# Wesley Vissers



## Elvia1023 (Mar 15, 2018)

This guy looks incredible. This is classic bodybuilding to me. He says he dropped weight when he turned pro so gaining more should be easy. He has to work on a few areas but he could be a real contender for the Olympia classic physique title this year.


The Next Classic Physique Mr. Olympia - YouTube


----------



## Concreteguy (Mar 15, 2018)

Guy looks GREAT! Ya know when I went down to a weight to compete in classic I looked terrible. You really have to have the body for that.


----------



## rmtt (Mar 15, 2018)

This is the kind of physique I prefer. But I grew up in a different era than a lot on here.

I'm glad things are starting to slowly trend back that way.

But I will admit.....seeing Lee Priest in person years ago when he was in his prime just left me awestruck!

Never could I imagine that much muscle on someone's frame....until it was standing in front of me.

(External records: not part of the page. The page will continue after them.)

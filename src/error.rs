//! Error types for trueno-anomaly operations.

use std::io;
use thiserror::Error;

/// Result type alias using [`Error`].
pub type Result<T> = std::result::Result<T, Error>;

/// Errors that can occur in trueno-anomaly operations.
///
/// Every variant is a contract violation detected at a boundary (construction,
/// empty-state query, configuration loading, sink output). Classification
/// itself never fails.
#[derive(Error, Debug)]
pub enum Error {
    /// The newest value was requested from a window nothing was pushed into.
    #[error("sliding window is empty: no observation has been pushed")]
    EmptyWindow,

    /// Invalid configuration value, rejected at construction time.
    #[error("invalid configuration value for '{key}': {message}")]
    InvalidConfig {
        /// The configuration key with invalid value.
        key: &'static str,
        /// Why the value is invalid.
        message: String,
    },

    /// Configuration parsing error with line number.
    #[error("configuration error at line {line}: {message}")]
    ConfigParse {
        /// Line number where the error occurred (1-indexed, 0 if unknown).
        line: usize,
        /// Parser message.
        message: String,
    },

    /// Configuration file not found or unreadable.
    #[error("configuration file not found: {0}")]
    ConfigNotFound(String),

    /// I/O error while writing observations to a sink.
    #[error("I/O error: {0}")]
    Io(#[from] io::Error),
}

impl Error {
    /// Shorthand for [`Error::InvalidConfig`].
    pub(crate) fn invalid(key: &'static str, message: impl Into<String>) -> Self {
        Self::InvalidConfig {
            key,
            message: message.into(),
        }
    }
}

Sent from my LG-H871 using Tapatalk


----------



## *Bio* (Mar 15, 2018)

The narrator kept saying that his legs are his weak part and need to be brought up.  His legs look great!  What do they need to be brought up to, Tom Platz size?


----------



## AGGRO (Mar 16, 2018)

He looks like he has the perfect physique to me. Classic physique is stacked this year. This guy looks like he has what is needed to win and I am a fan of the other guys in the division. His physique flows perfectly and I don't see any flaws either.


----------



## Viking (Mar 16, 2018)

*Bio* said:


> The narrator kept saying that his legs are his weak part and need to be brought up.  His legs look great!  What do they need to be brought up to, Tom Platz size?



His legs looks insane in these pics. It will be interesting how he does at the Olympia.


----------



## SURGE (Mar 17, 2018)

He seems to have come from nowhere. I know he just won his pro card in that show in the UK. That's the first I have heard of him. He looks great.


----------



## odin (Mar 18, 2018)

This kid has it all. Insane genetics.


----------



## striffe (Mar 18, 2018)

As someone else posted that is the perfect physique. He can be 10 pounds heavier for the Olympia and that will only benefit him. 10 more well placed pounds on that physique and he could beat Breon easily.


----------



## ProFIT (Mar 20, 2018)

Didn't Phil Heath say classic physique guys are weekend warriors. I would rather look like this guy than Phil.


----------



## GearPro (Mar 27, 2018)

ProFIT said:


> Didn't Phil Heath say classic physique guys are weekend warriors. I would rather look like this guy than Phil.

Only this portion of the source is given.